* [Task inputs]:
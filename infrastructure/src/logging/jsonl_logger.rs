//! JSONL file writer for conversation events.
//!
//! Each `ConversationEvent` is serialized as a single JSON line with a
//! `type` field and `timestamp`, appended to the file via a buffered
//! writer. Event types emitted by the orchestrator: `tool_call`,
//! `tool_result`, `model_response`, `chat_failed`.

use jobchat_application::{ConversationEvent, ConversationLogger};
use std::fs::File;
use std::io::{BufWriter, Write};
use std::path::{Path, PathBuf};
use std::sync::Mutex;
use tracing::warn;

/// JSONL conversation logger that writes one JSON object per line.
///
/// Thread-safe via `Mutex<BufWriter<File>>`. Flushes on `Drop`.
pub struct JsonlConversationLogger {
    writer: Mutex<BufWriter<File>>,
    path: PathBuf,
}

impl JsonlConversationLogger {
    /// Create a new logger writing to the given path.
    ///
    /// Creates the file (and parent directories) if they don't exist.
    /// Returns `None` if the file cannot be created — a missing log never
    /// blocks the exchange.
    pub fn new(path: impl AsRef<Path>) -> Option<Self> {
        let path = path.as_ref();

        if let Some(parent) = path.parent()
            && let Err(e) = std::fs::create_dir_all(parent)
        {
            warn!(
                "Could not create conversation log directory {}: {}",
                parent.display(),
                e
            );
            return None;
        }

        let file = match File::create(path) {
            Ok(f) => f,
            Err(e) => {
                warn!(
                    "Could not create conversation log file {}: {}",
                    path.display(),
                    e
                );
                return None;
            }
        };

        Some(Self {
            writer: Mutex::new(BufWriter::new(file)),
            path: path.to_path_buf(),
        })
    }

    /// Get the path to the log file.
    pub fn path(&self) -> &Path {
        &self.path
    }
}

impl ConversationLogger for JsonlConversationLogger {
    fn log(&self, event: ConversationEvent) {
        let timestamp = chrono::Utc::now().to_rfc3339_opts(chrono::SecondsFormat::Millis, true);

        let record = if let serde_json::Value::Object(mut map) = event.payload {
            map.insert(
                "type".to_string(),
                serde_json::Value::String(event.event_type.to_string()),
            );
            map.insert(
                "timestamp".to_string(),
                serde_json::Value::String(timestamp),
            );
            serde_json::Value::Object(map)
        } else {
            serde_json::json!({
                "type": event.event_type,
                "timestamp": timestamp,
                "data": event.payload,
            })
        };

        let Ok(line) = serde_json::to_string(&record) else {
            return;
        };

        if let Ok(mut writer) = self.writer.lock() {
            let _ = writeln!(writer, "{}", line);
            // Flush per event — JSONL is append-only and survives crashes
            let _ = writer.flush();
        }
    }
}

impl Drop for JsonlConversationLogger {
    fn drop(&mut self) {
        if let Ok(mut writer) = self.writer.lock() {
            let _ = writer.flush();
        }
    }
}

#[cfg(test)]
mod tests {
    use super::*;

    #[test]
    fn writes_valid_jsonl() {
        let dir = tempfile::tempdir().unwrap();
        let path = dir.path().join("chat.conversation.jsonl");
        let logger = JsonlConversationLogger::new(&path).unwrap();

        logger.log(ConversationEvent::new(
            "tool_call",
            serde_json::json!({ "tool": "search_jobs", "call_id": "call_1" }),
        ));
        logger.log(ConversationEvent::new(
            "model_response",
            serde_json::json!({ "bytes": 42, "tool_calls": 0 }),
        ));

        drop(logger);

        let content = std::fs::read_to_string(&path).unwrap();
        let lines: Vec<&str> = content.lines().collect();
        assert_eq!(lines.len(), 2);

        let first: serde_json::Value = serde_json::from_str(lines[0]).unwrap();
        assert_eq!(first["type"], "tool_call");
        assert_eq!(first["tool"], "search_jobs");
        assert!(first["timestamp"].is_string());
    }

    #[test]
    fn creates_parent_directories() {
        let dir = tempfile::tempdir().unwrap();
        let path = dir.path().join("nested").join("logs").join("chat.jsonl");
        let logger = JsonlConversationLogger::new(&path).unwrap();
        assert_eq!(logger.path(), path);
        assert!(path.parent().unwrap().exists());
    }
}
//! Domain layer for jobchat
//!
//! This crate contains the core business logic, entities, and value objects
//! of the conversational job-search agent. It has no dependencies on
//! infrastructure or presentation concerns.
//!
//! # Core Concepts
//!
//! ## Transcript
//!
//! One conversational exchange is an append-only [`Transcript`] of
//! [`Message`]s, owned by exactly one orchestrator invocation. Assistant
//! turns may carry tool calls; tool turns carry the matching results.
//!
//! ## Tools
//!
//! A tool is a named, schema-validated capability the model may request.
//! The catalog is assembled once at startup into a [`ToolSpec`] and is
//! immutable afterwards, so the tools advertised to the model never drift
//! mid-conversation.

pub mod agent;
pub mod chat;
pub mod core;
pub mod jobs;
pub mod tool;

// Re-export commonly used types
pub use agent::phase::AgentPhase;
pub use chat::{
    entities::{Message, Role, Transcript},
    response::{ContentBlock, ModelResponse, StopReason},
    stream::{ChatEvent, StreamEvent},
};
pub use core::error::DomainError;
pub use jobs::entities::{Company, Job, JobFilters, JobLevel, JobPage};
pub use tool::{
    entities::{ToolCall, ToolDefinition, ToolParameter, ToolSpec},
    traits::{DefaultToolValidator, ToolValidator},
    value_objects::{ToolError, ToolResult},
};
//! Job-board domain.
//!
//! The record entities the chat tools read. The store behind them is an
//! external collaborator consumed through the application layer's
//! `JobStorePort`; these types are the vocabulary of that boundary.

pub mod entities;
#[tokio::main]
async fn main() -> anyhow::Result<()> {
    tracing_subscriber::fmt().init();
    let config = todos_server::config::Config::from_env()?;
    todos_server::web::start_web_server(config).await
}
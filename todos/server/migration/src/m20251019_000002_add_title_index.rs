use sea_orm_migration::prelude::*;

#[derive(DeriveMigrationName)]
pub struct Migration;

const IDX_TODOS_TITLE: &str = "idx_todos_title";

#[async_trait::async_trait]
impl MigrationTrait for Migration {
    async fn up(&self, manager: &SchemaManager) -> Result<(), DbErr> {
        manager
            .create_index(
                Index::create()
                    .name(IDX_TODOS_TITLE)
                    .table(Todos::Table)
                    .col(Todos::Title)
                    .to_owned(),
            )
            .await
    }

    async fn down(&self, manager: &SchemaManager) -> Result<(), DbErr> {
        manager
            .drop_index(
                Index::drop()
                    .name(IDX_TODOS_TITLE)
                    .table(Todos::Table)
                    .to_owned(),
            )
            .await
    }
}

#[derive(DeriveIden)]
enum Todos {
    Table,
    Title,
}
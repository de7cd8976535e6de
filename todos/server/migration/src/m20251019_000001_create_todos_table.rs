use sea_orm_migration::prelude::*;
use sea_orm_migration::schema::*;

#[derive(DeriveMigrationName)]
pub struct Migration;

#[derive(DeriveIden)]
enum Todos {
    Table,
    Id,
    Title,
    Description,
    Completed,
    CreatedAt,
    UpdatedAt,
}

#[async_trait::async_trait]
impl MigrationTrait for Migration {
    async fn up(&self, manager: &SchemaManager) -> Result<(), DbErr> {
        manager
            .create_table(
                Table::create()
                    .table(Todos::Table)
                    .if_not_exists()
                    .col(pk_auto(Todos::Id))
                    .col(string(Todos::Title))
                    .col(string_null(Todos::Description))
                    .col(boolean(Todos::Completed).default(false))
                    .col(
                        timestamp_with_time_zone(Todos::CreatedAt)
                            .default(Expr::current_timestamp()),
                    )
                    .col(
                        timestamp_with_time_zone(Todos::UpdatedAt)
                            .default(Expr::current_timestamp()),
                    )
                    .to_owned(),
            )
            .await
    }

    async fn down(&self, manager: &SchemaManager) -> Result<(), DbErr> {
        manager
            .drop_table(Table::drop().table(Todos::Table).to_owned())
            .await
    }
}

---

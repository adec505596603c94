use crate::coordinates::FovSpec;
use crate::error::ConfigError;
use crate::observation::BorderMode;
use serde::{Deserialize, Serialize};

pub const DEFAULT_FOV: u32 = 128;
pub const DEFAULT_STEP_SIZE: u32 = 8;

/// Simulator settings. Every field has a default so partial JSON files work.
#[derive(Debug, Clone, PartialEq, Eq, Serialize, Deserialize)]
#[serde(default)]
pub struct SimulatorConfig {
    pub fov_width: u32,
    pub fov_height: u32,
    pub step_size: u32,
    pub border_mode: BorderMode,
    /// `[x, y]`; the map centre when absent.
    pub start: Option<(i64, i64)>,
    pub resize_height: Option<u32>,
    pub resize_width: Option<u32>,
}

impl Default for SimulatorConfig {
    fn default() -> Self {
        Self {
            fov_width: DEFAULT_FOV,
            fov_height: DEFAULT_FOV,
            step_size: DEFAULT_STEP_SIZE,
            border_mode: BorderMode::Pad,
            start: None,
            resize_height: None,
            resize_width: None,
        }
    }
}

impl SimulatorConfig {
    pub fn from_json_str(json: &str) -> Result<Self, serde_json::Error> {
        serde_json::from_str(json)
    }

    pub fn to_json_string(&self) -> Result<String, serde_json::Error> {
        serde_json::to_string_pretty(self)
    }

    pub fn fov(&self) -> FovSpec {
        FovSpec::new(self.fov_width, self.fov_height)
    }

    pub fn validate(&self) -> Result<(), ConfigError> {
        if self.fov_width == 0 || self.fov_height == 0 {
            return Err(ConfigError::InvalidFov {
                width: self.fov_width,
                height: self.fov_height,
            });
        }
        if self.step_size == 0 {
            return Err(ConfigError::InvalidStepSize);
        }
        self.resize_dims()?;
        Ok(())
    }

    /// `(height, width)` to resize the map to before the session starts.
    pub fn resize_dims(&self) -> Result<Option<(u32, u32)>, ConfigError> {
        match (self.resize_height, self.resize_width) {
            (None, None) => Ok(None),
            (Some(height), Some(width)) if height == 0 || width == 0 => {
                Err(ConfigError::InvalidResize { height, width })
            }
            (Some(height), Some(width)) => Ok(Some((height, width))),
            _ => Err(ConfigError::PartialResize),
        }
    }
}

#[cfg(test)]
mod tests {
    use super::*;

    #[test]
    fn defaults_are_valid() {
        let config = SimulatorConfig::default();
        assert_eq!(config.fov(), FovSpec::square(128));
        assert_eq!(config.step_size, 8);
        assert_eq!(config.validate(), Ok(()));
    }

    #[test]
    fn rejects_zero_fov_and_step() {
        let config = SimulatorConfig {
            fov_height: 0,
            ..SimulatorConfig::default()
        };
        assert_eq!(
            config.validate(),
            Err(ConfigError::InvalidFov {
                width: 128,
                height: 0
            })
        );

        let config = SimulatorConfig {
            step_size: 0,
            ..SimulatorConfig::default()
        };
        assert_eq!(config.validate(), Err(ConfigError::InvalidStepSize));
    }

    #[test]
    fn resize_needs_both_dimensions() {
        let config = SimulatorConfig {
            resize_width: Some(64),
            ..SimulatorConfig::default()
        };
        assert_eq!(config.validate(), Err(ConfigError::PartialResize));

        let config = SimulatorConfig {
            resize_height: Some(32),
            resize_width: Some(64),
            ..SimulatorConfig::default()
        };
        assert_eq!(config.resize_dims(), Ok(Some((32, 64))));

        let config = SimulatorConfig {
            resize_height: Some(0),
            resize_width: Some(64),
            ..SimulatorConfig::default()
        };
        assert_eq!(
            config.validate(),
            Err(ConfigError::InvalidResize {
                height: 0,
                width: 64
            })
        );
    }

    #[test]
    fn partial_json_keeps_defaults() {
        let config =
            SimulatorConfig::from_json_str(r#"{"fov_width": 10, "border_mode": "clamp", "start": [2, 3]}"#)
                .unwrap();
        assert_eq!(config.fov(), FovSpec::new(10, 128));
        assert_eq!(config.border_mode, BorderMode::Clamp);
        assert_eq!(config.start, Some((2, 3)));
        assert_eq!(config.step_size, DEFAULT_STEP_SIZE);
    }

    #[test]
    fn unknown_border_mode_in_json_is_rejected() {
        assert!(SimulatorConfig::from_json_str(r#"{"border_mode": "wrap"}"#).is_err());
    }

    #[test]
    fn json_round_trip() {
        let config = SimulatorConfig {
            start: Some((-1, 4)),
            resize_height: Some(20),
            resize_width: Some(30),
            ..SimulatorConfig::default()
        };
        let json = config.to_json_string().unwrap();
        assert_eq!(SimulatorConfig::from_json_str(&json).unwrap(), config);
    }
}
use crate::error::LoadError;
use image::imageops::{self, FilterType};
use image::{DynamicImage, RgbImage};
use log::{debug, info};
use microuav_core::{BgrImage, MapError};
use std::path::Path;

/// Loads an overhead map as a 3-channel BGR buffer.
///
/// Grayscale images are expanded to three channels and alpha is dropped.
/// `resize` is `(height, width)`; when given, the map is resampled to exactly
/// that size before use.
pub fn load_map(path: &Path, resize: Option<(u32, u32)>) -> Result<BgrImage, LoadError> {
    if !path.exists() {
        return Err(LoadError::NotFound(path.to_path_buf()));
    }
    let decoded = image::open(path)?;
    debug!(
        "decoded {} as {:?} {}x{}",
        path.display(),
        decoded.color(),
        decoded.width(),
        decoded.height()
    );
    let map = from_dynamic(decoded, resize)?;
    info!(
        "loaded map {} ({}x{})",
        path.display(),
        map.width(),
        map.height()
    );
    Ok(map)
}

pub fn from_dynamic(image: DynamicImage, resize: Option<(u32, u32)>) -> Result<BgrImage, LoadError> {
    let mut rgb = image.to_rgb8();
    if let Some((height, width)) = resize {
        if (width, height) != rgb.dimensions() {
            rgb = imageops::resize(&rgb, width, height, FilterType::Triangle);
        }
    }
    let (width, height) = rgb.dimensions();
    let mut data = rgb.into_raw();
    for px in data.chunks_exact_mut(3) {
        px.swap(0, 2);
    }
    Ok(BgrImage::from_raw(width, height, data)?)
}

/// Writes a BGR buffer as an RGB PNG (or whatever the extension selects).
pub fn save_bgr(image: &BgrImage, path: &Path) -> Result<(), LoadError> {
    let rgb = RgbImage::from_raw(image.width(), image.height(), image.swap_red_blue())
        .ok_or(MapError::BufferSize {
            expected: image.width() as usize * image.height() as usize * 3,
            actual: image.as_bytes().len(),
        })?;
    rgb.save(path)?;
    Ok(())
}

---

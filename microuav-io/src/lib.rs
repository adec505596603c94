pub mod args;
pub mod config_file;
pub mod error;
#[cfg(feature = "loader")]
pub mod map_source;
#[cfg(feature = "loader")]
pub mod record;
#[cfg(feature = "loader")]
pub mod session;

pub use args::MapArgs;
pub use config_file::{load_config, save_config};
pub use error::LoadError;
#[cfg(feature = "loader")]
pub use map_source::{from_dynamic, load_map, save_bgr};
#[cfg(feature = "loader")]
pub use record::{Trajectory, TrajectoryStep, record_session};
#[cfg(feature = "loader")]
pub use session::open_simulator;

* [What to do]:
Every line of the entries above that holds "BgrImage" should be copied out.

* [Reply]:
use microuav_core::{BgrImage, MapError};
pub fn load_map(path: &Path, resize: Option<(u32, u32)>) -> Result<BgrImage, LoadError> {
pub fn from_dynamic(image: DynamicImage, resize: Option<(u32, u32)>) -> Result<BgrImage, LoadError> {
    Ok(BgrImage::from_raw(width, height, data)?)
pub fn save_bgr(image: &BgrImage, path: &Path) -> Result<(), LoadError> {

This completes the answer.